▶ [INPUT FOR THIS TASK]:
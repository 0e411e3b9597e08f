//! 2A03 CPU core: a 6502 without decimal mode, stepped one instruction at a
//! time.

mod cpu;
pub mod opcodes;
mod status;


use std::{error::Error, fmt};

pub use cpu::CPU;
pub use status::Status;

/// What the CPU sees of the machine. Everything it touches goes through here,
/// so the core runs against a plain RAM array in tests as well as the
/// console bus.
pub trait CpuBus {
    fn read(&mut self, addr: u16) -> u8;
    fn write(&mut self, addr: u16, value: u8);
    /// Read without side effects, for tracing.
    fn peek(&self, addr: u16) -> u8;

    /// Consumes a pending NMI edge.
    fn poll_nmi(&mut self) -> bool {
        false
    }
    /// Level-triggered IRQ line.
    fn irq_pending(&self) -> bool {
        false
    }
    /// Cycles the CPU must sit out for a DMA started by the last write.
    fn take_dma_stall(&mut self) -> u32 {
        0
    }
}

#[derive(Debug, Clone, PartialEq, Eq)]
pub enum CpuError {
    /// Not one of the 151 documented opcodes. `pc` points at the opcode byte.
    UnsupportedOpcode { opcode: u8, pc: u16 },
}

impl fmt::Display for CpuError {
    fn fmt(&self, f: &mut fmt::Formatter<'_>) -> fmt::Result {
        match self {
            CpuError::UnsupportedOpcode { opcode, pc } => {
                write!(f, "unsupported opcode {:#04x} at {:#06x}", opcode, pc)
            }
        }
    }
}

impl Error for CpuError {}
//! Edit distance for fuzzy matching.

/// Classic dynamic-programming Levenshtein distance; insertion, deletion
/// and substitution each cost one. Two rows instead of the full matrix,
/// same recurrence.
pub fn levenshtein(a: &str, b: &str) -> usize {
    let a: Vec<char> = a.chars().collect();
    let b: Vec<char> = b.chars().collect();

    if a.is_empty() {
        return b.len();
    }

    let mut prev: Vec<usize> = (0..=b.len()).collect();
    let mut curr = vec![0; b.len() + 1];

    for (i, ca) in a.iter().enumerate() {
        curr[0] = i + 1;
        for (j, cb) in b.iter().enumerate() {
            let substitution = prev[j] + usize::from(ca != cb);
            curr[j + 1] = substitution.min(prev[j + 1] + 1).min(curr[j] + 1);
        }
        std::mem::swap(&mut prev, &mut curr);
    }

    prev[b.len()]
}

#[cfg(test)]
mod tests {
    use super::*;

    #[test]
    fn test_identical_strings() {
        assert_eq!(levenshtein("kot", "kot"), 0);
        assert_eq!(levenshtein("", ""), 0);
    }

    #[test]
    fn test_known_distances() {
        assert_eq!(levenshtein("kot", "pies"), 4);
        assert_eq!(levenshtein("kot", "kos"), 1); // substitution
        assert_eq!(levenshtein("kot", "kort"), 1); // insertion
        assert_eq!(levenshtein("kort", "kot"), 1); // deletion
    }

    #[test]
    fn test_empty_against_word() {
        assert_eq!(levenshtein("", "abc"), 3);
        assert_eq!(levenshtein("abc", ""), 3);
    }

    #[test]
    fn test_symmetry() {
        assert_eq!(
            levenshtein("garbary", "gabary"),
            levenshtein("gabary", "garbary")
        );
    }
}
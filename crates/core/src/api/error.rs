//! Error types for backend communication.

use reqwest::StatusCode;

#[derive(Debug, thiserror::Error)]
pub enum ApiError {
    #[error("Request to {url} failed")]
    Transport {
        url: String,
        source: reqwest::Error,
    },

    #[error("{url} answered {status}")]
    Status { url: String, status: StatusCode },

    #[error("Unreadable response from {url}")]
    Decode {
        url: String,
        source: reqwest::Error,
    },

    #[error("{0}")]
    Auth(String),

    #[error("Invalid client configuration: {0}")]
    Config(String),
}

pub type Result<T> = std::result::Result<T, ApiError>;
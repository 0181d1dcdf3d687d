//! Stops and rider-facing stop groups.

use geo::{HaversineDistance, Point};
use serde::{Deserialize, Serialize};

use crate::identifiers::{GroupCode, StopCode};

/// A physical boarding point. Immutable reference data.
#[derive(Clone, Debug, PartialEq, Serialize, Deserialize)]
pub struct Stop {
    pub id: i64,
    pub code: StopCode,
    pub name: String,
    pub lat: f64,
    pub lon: f64,
    pub zone_id: String,
}

impl Stop {
    pub fn location(&self) -> Point {
        Point::new(self.lon, self.lat)
    }
}

/// A named cluster of stops sharing one rider-facing name, e.g. all
/// platforms of an interchange. Origin/destination selection works on
/// groups; one group maps to many physical [`Stop`]s.
#[derive(Clone, Debug, PartialEq, Serialize, Deserialize)]
pub struct StopGroup {
    pub group_code: GroupCode,
    pub group_name: String,
    pub lat: f64,
    pub lon: f64,
}

impl StopGroup {
    pub fn location(&self) -> Point {
        Point::new(self.lon, self.lat)
    }

    /// Great-circle distance in meters from an arbitrary point.
    pub fn distance_meters(&self, from: Point) -> f64 {
        from.haversine_distance(&self.location())
    }
}
//! Wall-clock helpers for departure timing.
//!
//! The backend ships bare `HH:MM:SS` strings with no date or zone
//! attached. Everything here interprets them against local wall time,
//! which is what a rider standing at the stop compares against.

use std::fmt;
use std::str::FromStr;

use chrono::{DateTime, Duration, NaiveDateTime, NaiveTime, Timelike, Utc};

/// Placeholder shown when a wire timestamp is missing or empty.
pub const MISSING_CLOCK: &str = "--:--";

/// Hour after which a departure earlier than "now" is read as tomorrow's
/// rather than one already missed.
pub const LATE_NIGHT_HOUR: u32 = 20;

/// Countdown minutes at which the display collapses to the literal clock
/// time.
pub const COUNTDOWN_LIMIT_MIN: i64 = 100;

// ============================================================================
// Clock seam
// ============================================================================

/// Time source, injected so countdowns and cache expiry are deterministic
/// under test.
pub trait Clock: Send + Sync {
    /// Instant in UTC, for absolute timestamps (cache stamps, alert ages).
    fn now_utc(&self) -> DateTime<Utc>;

    /// Local wall-clock date and time, what departures are compared
    /// against.
    fn now_local(&self) -> NaiveDateTime;
}

/// System time.
#[derive(Clone, Copy, Debug, Default)]
pub struct SystemClock;

impl Clock for SystemClock {
    fn now_utc(&self) -> DateTime<Utc> {
        Utc::now()
    }

    fn now_local(&self) -> NaiveDateTime {
        chrono::Local::now().naive_local()
    }
}

// ============================================================================
// Clock times
// ============================================================================

/// Hour/minute pair taken from a wire timestamp or typed by a rider.
#[derive(Clone, Copy, Debug, PartialEq, Eq, Hash)]
pub struct ClockTime {
    hour: u32,
    minute: u32,
}

impl ClockTime {
    pub fn new(hour: u32, minute: u32) -> Option<Self> {
        (hour < 24 && minute < 60).then_some(Self { hour, minute })
    }

    /// Lenient parse for backend data: read the leading `H[H]:M[M]` and
    /// ignore any seconds. Out-of-range or garbled input is `None`, never
    /// an error, so one bad record cannot blank a result list.
    pub fn parse_lenient(raw: &str) -> Option<Self> {
        let mut parts = raw.splitn(3, ':');
        let hour = parts.next()?.trim().parse().ok()?;
        let minute = parts.next()?.trim().parse().ok()?;
        Self::new(hour, minute)
    }

    pub fn hour(&self) -> u32 {
        self.hour
    }

    pub fn minute(&self) -> u32 {
        self.minute
    }

    pub fn minutes_since_midnight(&self) -> i64 {
        i64::from(self.hour) * 60 + i64::from(self.minute)
    }

    fn as_naive(&self) -> NaiveTime {
        // Fields are range-checked on construction.
        NaiveTime::from_hms_opt(self.hour, self.minute, 0).unwrap_or_default()
    }
}

impl fmt::Display for ClockTime {
    fn fmt(&self, f: &mut fmt::Formatter<'_>) -> fmt::Result {
        write!(f, "{:02}:{:02}", self.hour, self.minute)
    }
}

#[derive(Debug, thiserror::Error)]
#[error("invalid clock time (expected HH:MM): {0:?}")]
pub struct ParseClockTimeError(String);

/// Strict `HH:MM` parse for user input. Seconds are rejected here; riders
/// type `16:30`, not `16:30:00`.
impl FromStr for ClockTime {
    type Err = ParseClockTimeError;

    fn from_str(s: &str) -> Result<Self, Self::Err> {
        let trimmed = s.trim();
        if trimmed.matches(':').count() != 1 {
            return Err(ParseClockTimeError(s.to_owned()));
        }
        Self::parse_lenient(trimmed).ok_or_else(|| ParseClockTimeError(s.to_owned()))
    }
}

/// Minute-precision display form of a raw wire timestamp: the leading
/// `HH:MM` of an `HH:MM:SS` string, or the placeholder when the value is
/// missing or empty.
pub fn display_clock(raw: Option<&str>) -> String {
    match raw {
        Some(s) if !s.is_empty() => s.chars().take(5).collect(),
        _ => MISSING_CLOCK.to_owned(),
    }
}

// ============================================================================
// Departure status
// ============================================================================

/// Resolve a bare departure clock against "now".
///
/// The departure is pinned to today's date; when that instant is already
/// past and the evening is late (`now.hour() > LATE_NIGHT_HOUR`), the
/// departure is assumed to be tomorrow's. This is a heuristic, not
/// calendar logic; swapping in real service-date handling only means
/// replacing this function.
pub fn next_departure_after(now: NaiveDateTime, departure: ClockTime) -> NaiveDateTime {
    let today = now.date().and_time(departure.as_naive());
    if today < now && now.hour() > LATE_NIGHT_HOUR {
        today + Duration::days(1)
    } else {
        today
    }
}

/// Rider-facing departure state of one itinerary.
#[derive(Clone, Debug, PartialEq, Eq)]
pub enum DepartureStatus {
    /// Leaves soon; countdown in whole minutes, never negative.
    DepartsIn(i64),
    /// Leaves far enough out that the clock time reads better than a
    /// countdown.
    DepartsAt(String),
    /// The scheduled departure is already in the past.
    Departed,
}

impl DepartureStatus {
    /// Compute the state for a departure display string at a local
    /// instant.
    ///
    /// An unparsable clock lands on [`DepartureStatus::DepartsAt`] with
    /// the placeholder; malformed data degrades, it does not error.
    pub fn at(now: NaiveDateTime, departure_display: &str) -> Self {
        let Some(clock) = ClockTime::parse_lenient(departure_display) else {
            return Self::DepartsAt(MISSING_CLOCK.to_owned());
        };

        let instant = next_departure_after(now, clock);
        if instant < now {
            return Self::Departed;
        }

        let minutes = (instant - now).num_minutes().max(0);
        if minutes >= COUNTDOWN_LIMIT_MIN {
            Self::DepartsAt(departure_display.to_owned())
        } else {
            Self::DepartsIn(minutes)
        }
    }

    /// Bare status label as the product words it.
    pub fn label(&self) -> &'static str {
        match self {
            Self::DepartsIn(_) => "Odjazd za",
            Self::DepartsAt(_) => "Odjazd o",
            Self::Departed => "Odjechał",
        }
    }
}

impl fmt::Display for DepartureStatus {
    fn fmt(&self, f: &mut fmt::Formatter<'_>) -> fmt::Result {
        match self {
            Self::DepartsIn(minutes) => write!(f, "Odjazd za {minutes} min"),
            Self::DepartsAt(clock) => write!(f, "Odjazd o {clock}"),
            Self::Departed => write!(f, "Odjechał"),
        }
    }
}

#[cfg(test)]
mod tests {
    use super::*;
    use chrono::NaiveDate;

    fn local(h: u32, m: u32) -> NaiveDateTime {
        NaiveDate::from_ymd_opt(2024, 11, 2)
            .unwrap()
            .and_hms_opt(h, m, 0)
            .unwrap()
    }

    #[test]
    fn test_parse_lenient() {
        assert_eq!(ClockTime::parse_lenient("14:05:30"), ClockTime::new(14, 5));
        assert_eq!(ClockTime::parse_lenient("7:30"), ClockTime::new(7, 30));
        assert_eq!(ClockTime::parse_lenient("--:--"), None);
        assert_eq!(ClockTime::parse_lenient(""), None);
        assert_eq!(ClockTime::parse_lenient("25:00"), None); // out of range
        assert_eq!(ClockTime::parse_lenient("14"), None); // no minutes
    }

    #[test]
    fn test_strict_parse_rejects_seconds() {
        assert!("16:30".parse::<ClockTime>().is_ok());
        assert!("16:30:00".parse::<ClockTime>().is_err());
        assert!("kiedyś".parse::<ClockTime>().is_err());
    }

    #[test]
    fn test_display_clock() {
        assert_eq!(display_clock(Some("06:15:00")), "06:15");
        assert_eq!(display_clock(Some("6:15")), "6:15");
        assert_eq!(display_clock(Some("")), "--:--");
        assert_eq!(display_clock(None), "--:--");
    }

    #[test]
    fn test_countdown_is_never_negative() {
        // Departure one minute out.
        let status = DepartureStatus::at(local(12, 0), "12:01");
        assert_eq!(status, DepartureStatus::DepartsIn(1));

        // Departure exactly now: zero, not negative.
        let status = DepartureStatus::at(local(12, 0), "12:00");
        assert_eq!(status, DepartureStatus::DepartsIn(0));
    }

    #[test]
    fn test_past_departure_before_late_night_is_departed() {
        // 14:00, departure was 10:00: no wraparound at hour 14.
        let status = DepartureStatus::at(local(14, 0), "10:00");
        assert_eq!(status, DepartureStatus::Departed);
    }

    #[test]
    fn test_late_night_wraps_to_tomorrow() {
        // 23:30, departure 00:15 reads as tomorrow morning, 45 min out.
        let status = DepartureStatus::at(local(23, 30), "00:15");
        assert_eq!(status, DepartureStatus::DepartsIn(45));

        let instant = next_departure_after(local(23, 30), ClockTime::new(0, 15).unwrap());
        assert_eq!(instant, local(0, 15) + Duration::days(1));
    }

    #[test]
    fn test_no_wrap_at_exactly_hour_20() {
        // The heuristic demands hour > 20; at 20:xx a past departure is
        // simply gone.
        let status = DepartureStatus::at(local(20, 59), "20:00");
        assert_eq!(status, DepartureStatus::Departed);
    }

    #[test]
    fn test_distant_departure_shows_clock() {
        let status = DepartureStatus::at(local(12, 0), "14:00");
        assert_eq!(status, DepartureStatus::DepartsAt("14:00".into()));
        assert_eq!(status.label(), "Odjazd o");
    }

    #[test]
    fn test_boundary_at_100_minutes() {
        let status = DepartureStatus::at(local(12, 0), "13:39");
        assert_eq!(status, DepartureStatus::DepartsIn(99));

        let status = DepartureStatus::at(local(12, 0), "13:40");
        assert_eq!(status, DepartureStatus::DepartsAt("13:40".into()));
    }

    #[test]
    fn test_unparsable_clock_degrades() {
        let status = DepartureStatus::at(local(12, 0), "--:--");
        assert_eq!(status, DepartureStatus::DepartsAt(MISSING_CLOCK.into()));
    }

    #[test]
    fn test_status_display() {
        assert_eq!(DepartureStatus::DepartsIn(5).to_string(), "Odjazd za 5 min");
        assert_eq!(
            DepartureStatus::DepartsAt("17:20".into()).to_string(),
            "Odjazd o 17:20"
        );
        assert_eq!(DepartureStatus::Departed.to_string(), "Odjechał");
    }
}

▶ [DESCRIPTION OF THE TASK]:
Take each line of the material that contains the word "trimmed" and list it.

▶ [WRITTEN SOLUTION]:
        let trimmed = s.trim();
        if trimmed.matches(':').count() != 1 {
        Self::parse_lenient(trimmed).ok_or_else(|| ParseClockTimeError(s.to_owned()))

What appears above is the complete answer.